Until 2011, photographer Roman Cho's main interest in food was as an eater.
But he kept hearing people talking about this whole food world thing. And not just TV chefs, but people interrogating food systems, thinking about eating and growing food holistically, fighting for greater accessibility, trumpeting farmers markets, and expressing genuine and vibrant interest in what and how we eat.
"I started to notice these issues coming into the fore more and more..." he said. And he realized that it wasn't going to go away, and that he should probably go straight to the source, to the people working within the food industry itself.
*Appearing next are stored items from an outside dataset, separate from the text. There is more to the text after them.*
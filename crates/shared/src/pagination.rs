//! Pagination helpers.
//!
//! Append-only tables (audit log) page with an opaque keyset cursor; mutable
//! listings (devices) page with a plain offset.

use base64::{engine::general_purpose::URL_SAFE_NO_PAD, Engine};
use chrono::{DateTime, Utc};
use serde::Deserialize;
use thiserror::Error;

/// Default page size when the client does not ask for one.
pub const DEFAULT_PAGE_SIZE: i64 = 50;

/// Upper bound on any requested page size.
pub const MAX_PAGE_SIZE: i64 = 200;

/// Error type for cursor operations.
#[derive(Debug, Error, PartialEq, Eq)]
pub enum CursorError {
    #[error("Invalid cursor format")]
    InvalidFormat,
    #[error("Invalid cursor encoding")]
    InvalidEncoding,
    #[error("Invalid timestamp in cursor")]
    InvalidTimestamp,
    #[error("Invalid ID in cursor")]
    InvalidId,
}

/// Keyset position of the last row on a page, ordered by `(created_at, id)`.
#[derive(Debug, Clone, Copy, PartialEq, Eq)]
pub struct Cursor {
    pub created_at: DateTime<Utc>,
    pub id: i64,
}

impl Cursor {
    pub fn new(created_at: DateTime<Utc>, id: i64) -> Self {
        Self { created_at, id }
    }

    /// Encodes as `base64url(RFC3339_micros|id)`.
    pub fn encode(&self) -> String {
        let raw = format!(
            "{}|{}",
            self.created_at
                .to_rfc3339_opts(chrono::SecondsFormat::Micros, true),
            self.id
        );
        URL_SAFE_NO_PAD.encode(raw.as_bytes())
    }

    pub fn decode(cursor: &str) -> Result<Self, CursorError> {
        let decoded = URL_SAFE_NO_PAD
            .decode(cursor)
            .map_err(|_| CursorError::InvalidEncoding)?;
        let raw = String::from_utf8(decoded).map_err(|_| CursorError::InvalidFormat)?;

        let (timestamp, id) = raw.split_once('|').ok_or(CursorError::InvalidFormat)?;
        let id: i64 = id.parse().map_err(|_| CursorError::InvalidId)?;
        let created_at = DateTime::parse_from_rfc3339(timestamp)
            .map_err(|_| CursorError::InvalidTimestamp)?
            .with_timezone(&Utc);

        Ok(Self { created_at, id })
    }
}

/// Clamps a client supplied page size into `1..=MAX_PAGE_SIZE`.
pub fn clamp_limit(limit: Option<i64>) -> i64 {
    limit.unwrap_or(DEFAULT_PAGE_SIZE).clamp(1, MAX_PAGE_SIZE)
}

/// Offset pagination query parameters (`?page=2&per_page=25`).
#[derive(Debug, Clone, Copy, Default, Deserialize)]
pub struct PageParams {
    pub page: Option<i64>,
    pub per_page: Option<i64>,
}

impl PageParams {
    /// 1-based page number.
    pub fn page(&self) -> i64 {
        self.page.unwrap_or(1).max(1)
    }

    pub fn per_page(&self) -> i64 {
        clamp_limit(self.per_page)
    }

    pub fn offset(&self) -> i64 {
        (self.page() - 1) * self.per_page()
    }
}
//! Audit trail writer.

use domain::models::NewAuditEntry;
use persistence::repositories::AuditLogRepository;
use sqlx::PgPool;
use tracing::warn;

use crate::middleware::RequestId;

/// Append an audit entry tagged with the current request ID.
///
/// The change being audited has already been committed, so a failed write is
/// logged and swallowed rather than turned into an error response.
pub async fn record(pool: &PgPool, request_id: &RequestId, entry: NewAuditEntry) {
    let entry = entry.request_id(request_id.as_str());
    let action = entry.action;

    if let Err(e) = AuditLogRepository::new(pool.clone()).insert(&entry).await {
        warn!(
            action = %action,
            request_id = %request_id.as_str(),
            error = %e,
            "Failed to write audit entry"
        );
    }
}
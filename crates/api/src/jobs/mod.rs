//! Background jobs and the scheduler that runs them.

mod alert_evaluation;
mod pool_metrics;
mod refresh_network_counts;
mod rotate_activity;
mod scheduler;

pub use alert_evaluation::AlertEvaluationJob;
pub use pool_metrics::PoolMetricsJob;
pub use refresh_network_counts::RefreshNetworkCountsJob;
pub use rotate_activity::RotateActivityJob;
pub use scheduler::{Job, JobError, JobFrequency, JobScheduler};
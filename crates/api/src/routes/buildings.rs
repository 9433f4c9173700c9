//! Building routes.
//!
//! A building's totals are the sum of the cached counts of its networks.

use axum::{
    extract::{Path, State},
    http::StatusCode,
    routing::{get, put},
    Json, Router,
};
use domain::models::building::{
    Building, BuildingDetail, BuildingStatus, CreateBuildingRequest, UpdateBuildingRequest,
};
use domain::models::network::NetworkResponse;
use domain::models::{AuditAction, NewAuditEntry, Network};
use persistence::repositories::{BuildingRepository, NetworkRepository};
use serde_json::json;
use tracing::info;
use validator::Validate;

use crate::app::AppState;
use crate::error::ApiError;
use crate::middleware::RequestId;
use crate::services::{audit, monitoring};

pub fn router() -> Router<AppState> {
    Router::new()
        .route("/", get(list_buildings).post(create_building))
        .route(
            "/:id",
            get(get_building).put(update_building).delete(delete_building),
        )
        .route(
            "/:id/networks/:network_id",
            put(attach_network).delete(detach_network),
        )
}

/// GET /api/v1/buildings
pub async fn list_buildings(
    State(state): State<AppState>,
) -> Result<Json<Vec<BuildingStatus>>, ApiError> {
    let settings = state.settings().await;
    let statuses = monitoring::building_statuses(&state.pool, &settings).await?;
    Ok(Json(statuses))
}

/// GET /api/v1/buildings/:id
pub async fn get_building(
    State(state): State<AppState>,
    Path(id): Path<i64>,
) -> Result<Json<BuildingDetail>, ApiError> {
    let settings = state.settings().await;

    let status = BuildingRepository::new(state.pool.clone())
        .find_status(id)
        .await?
        .ok_or_else(|| ApiError::NotFound("Building not found".to_string()))?
        .into_status(&settings);

    let networks = NetworkRepository::new(state.pool.clone())
        .list_by_building(id)
        .await?
        .into_iter()
        .map(|n| NetworkResponse::new(Network::from(n), &settings))
        .collect();

    Ok(Json(BuildingDetail { status, networks }))
}

/// POST /api/v1/buildings
pub async fn create_building(
    State(state): State<AppState>,
    request_id: RequestId,
    Json(request): Json<CreateBuildingRequest>,
) -> Result<(StatusCode, Json<Building>), ApiError> {
    request.validate()?;

    let building: Building = BuildingRepository::new(state.pool.clone())
        .create(&request.name, request.map_x, request.map_y)
        .await?
        .into();

    info!(building_id = building.id, name = %building.name, "Building created");

    audit::record(
        &state.pool,
        &request_id,
        NewAuditEntry::new(
            AuditAction::BuildingCreate,
            format!("Created building {}", building.name),
        )
        .resource(building.id)
        .details(json!({ "map_x": building.map_x, "map_y": building.map_y })),
    )
    .await;

    Ok((StatusCode::CREATED, Json(building)))
}

/// PUT /api/v1/buildings/:id
pub async fn update_building(
    State(state): State<AppState>,
    Path(id): Path<i64>,
    Json(request): Json<UpdateBuildingRequest>,
) -> Result<Json<Building>, ApiError> {
    request.validate()?;

    let building = BuildingRepository::new(state.pool.clone())
        .update(id, request.name.as_deref(), request.map_x, request.map_y)
        .await?
        .ok_or_else(|| ApiError::NotFound("Building not found".to_string()))?;

    info!(building_id = id, "Building updated");
    Ok(Json(building.into()))
}

/// DELETE /api/v1/buildings/:id
///
/// Networks linked to the building are unlinked, not deleted.
pub async fn delete_building(
    State(state): State<AppState>,
    request_id: RequestId,
    Path(id): Path<i64>,
) -> Result<StatusCode, ApiError> {
    let repo = BuildingRepository::new(state.pool.clone());
    let building = repo
        .find_by_id(id)
        .await?
        .ok_or_else(|| ApiError::NotFound("Building not found".to_string()))?;

    if repo.delete(id).await? == 0 {
        return Err(ApiError::NotFound("Building not found".to_string()));
    }

    info!(building_id = id, "Building deleted");

    audit::record(
        &state.pool,
        &request_id,
        NewAuditEntry::new(
            AuditAction::BuildingDelete,
            format!("Deleted building {}", building.name),
        )
        .resource(id),
    )
    .await;

    Ok(StatusCode::NO_CONTENT)
}

/// PUT /api/v1/buildings/:id/networks/:network_id
pub async fn attach_network(
    State(state): State<AppState>,
    Path((id, network_id)): Path<(i64, i64)>,
) -> Result<StatusCode, ApiError> {
    // A missing building or network surfaces as a foreign-key violation (404).
    let created = BuildingRepository::new(state.pool.clone())
        .attach_network(id, network_id)
        .await?;

    info!(building_id = id, network_id, created, "Network attached to building");
    Ok(if created {
        StatusCode::CREATED
    } else {
        StatusCode::NO_CONTENT
    })
}

/// DELETE /api/v1/buildings/:id/networks/:network_id
pub async fn detach_network(
    State(state): State<AppState>,
    Path((id, network_id)): Path<(i64, i64)>,
) -> Result<StatusCode, ApiError> {
    let removed = BuildingRepository::new(state.pool.clone())
        .detach_network(id, network_id)
        .await?;

    if removed == 0 {
        return Err(ApiError::NotFound(
            "Network is not attached to this building".to_string(),
        ));
    }

    info!(building_id = id, network_id, "Network detached from building");
    Ok(StatusCode::NO_CONTENT)
}
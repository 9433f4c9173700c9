//! Aggregation helpers shared by the dashboard, building routes and jobs.

use domain::models::{AlertSettings, BuildingStatus, DeviceCounts};
use persistence::repositories::{BuildingRepository, NetworkRepository};
use sqlx::PgPool;

use crate::middleware::metrics::record_devices_offline;

/// Every building with summed network counts, classified under `settings`.
pub async fn building_statuses(
    pool: &PgPool,
    settings: &AlertSettings,
) -> Result<Vec<BuildingStatus>, sqlx::Error> {
    let rows = BuildingRepository::new(pool.clone()).list_statuses().await?;
    Ok(rows.into_iter().map(|r| r.into_status(settings)).collect())
}

/// Campus totals, also published as the offline gauge.
pub async fn campus_counts(pool: &PgPool) -> Result<DeviceCounts, sqlx::Error> {
    let counts = NetworkRepository::new(pool.clone()).campus_counts().await?;
    record_devices_offline(counts.offline);
    Ok(counts)
}

/// Recount the given networks once each, then refresh the offline gauge.
pub async fn recount_networks(pool: &PgPool, network_ids: &[i64]) -> Result<u64, sqlx::Error> {
    let mut ids = network_ids.to_vec();
    ids.sort_unstable();
    ids.dedup();

    let updated = NetworkRepository::new(pool.clone())
        .update_device_counts_for(&ids)
        .await?;
    campus_counts(pool).await?;
    Ok(updated)
}

/// Recount every network, then refresh the offline gauge.
pub async fn recount_all_networks(pool: &PgPool) -> Result<u64, sqlx::Error> {
    let updated = NetworkRepository::new(pool.clone())
        .update_all_device_counts()
        .await?;
    campus_counts(pool).await?;
    Ok(updated)
}
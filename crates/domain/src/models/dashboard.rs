//! Dashboard summary models.

use chrono::{DateTime, Utc};
use serde::Serialize;

use super::alert_settings::{AlertLevel, AlertSettings};
use super::building::BuildingStatus;
use super::device::Device;
use super::network::DeviceCounts;

/// Thresholds echoed to the dashboard so it can draw the legend.
#[derive(Debug, Clone, Serialize)]
#[serde(rename_all = "snake_case")]
pub struct ThresholdInfo {
    pub lower_threshold: i32,
    pub upper_threshold: i32,
    pub is_active: bool,
}

impl From<&AlertSettings> for ThresholdInfo {
    fn from(settings: &AlertSettings) -> Self {
        Self {
            lower_threshold: settings.lower_threshold,
            upper_threshold: settings.upper_threshold,
            is_active: settings.is_active,
        }
    }
}

/// Campus-wide status.
#[derive(Debug, Clone, Serialize)]
#[serde(rename_all = "snake_case")]
pub struct DashboardSummary {
    pub total_devices: i64,
    pub offline_devices: i64,
    pub online_devices: i64,
    pub offline_percentage: f64,
    pub alert_level: AlertLevel,
    pub thresholds: ThresholdInfo,
    pub buildings: Vec<BuildingStatus>,
    pub offline_critical_devices: Vec<Device>,
    pub generated_at: DateTime<Utc>,
}

impl DashboardSummary {
    /// Builds the summary from campus-wide counts.
    ///
    /// Campus totals come from the networks table directly, since a network
    /// may belong to several buildings and summing buildings would double count.
    pub fn new(
        counts: DeviceCounts,
        buildings: Vec<BuildingStatus>,
        offline_critical_devices: Vec<Device>,
        settings: &AlertSettings,
    ) -> Self {
        let offline_percentage = counts.offline_percentage();
        Self {
            total_devices: counts.total,
            offline_devices: counts.offline,
            online_devices: counts.online(),
            offline_percentage,
            alert_level: settings.alert_level(offline_percentage),
            thresholds: settings.into(),
            buildings,
            offline_critical_devices,
            generated_at: Utc::now(),
        }
    }
}

#[cfg(test)]
mod tests {
    use super::*;

    #[test]
    fn test_summary_levels() {
        let settings = AlertSettings::default();
        let summary = DashboardSummary::new(DeviceCounts::new(200, 50), vec![], vec![], &settings);
        assert_eq!(summary.offline_percentage, 25.0);
        assert_eq!(summary.online_devices, 150);
        assert_eq!(summary.alert_level, AlertLevel::Green);
        assert_eq!(summary.thresholds.upper_threshold, 70);
    }

    #[test]
    fn test_summary_empty_campus() {
        let summary = DashboardSummary::new(
            DeviceCounts::default(),
            vec![],
            vec![],
            &AlertSettings::default(),
        );
        assert_eq!(summary.offline_percentage, 0.0);
        assert_eq!(summary.alert_level, AlertLevel::Green);
    }
}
In 2011, he started the project Culinaria, photographing figures in food—chefs, yes, but also "producers, people who prepare, people who write about it, people who advocate about it, growers." They may not have careers as glamorous as celebrity chefs suggest, but "these are people who are doing grunt work, people who are changing the way we understand food and interact with food," Roman said.
"Food people are the people you want to hang around with," he told me. "I want these portraits to enrich the audience's understanding of these people, but also introduce them to these people." Here are 13 people Roman wants you to meet, people who are changing the food landscape for the better:
Will Allen
You may have heard of Will Allen as a basketball player—but it's his efforts as an urban farmer that he's now known for. He founded the Milwaukee urban farming organization Growing Power in 1993. Growing Power includes a farmable land trust, farming education, and community outreach programs—all dedicated to increasing food security and equal access to good food in underserved communities. He's quoted on the organization's website as saying:
If people can grow safe, healthy, affordable food, if they have access to land and clean water, this is transformative on every level in a community. I believe we cannot have healthy communities without a healthy food system.
Harold McGee
Harold McGee is, for many, the original molecular gastronomist. His approach to understanding food on a truly molecular level, and using that understanding to make us better cooks, is playful and curious and very in-depth—as you can see on his website Curious Cook, in his best-selling book On Food and Cooking, and in his science segments in the PBS series Mind of a Chef.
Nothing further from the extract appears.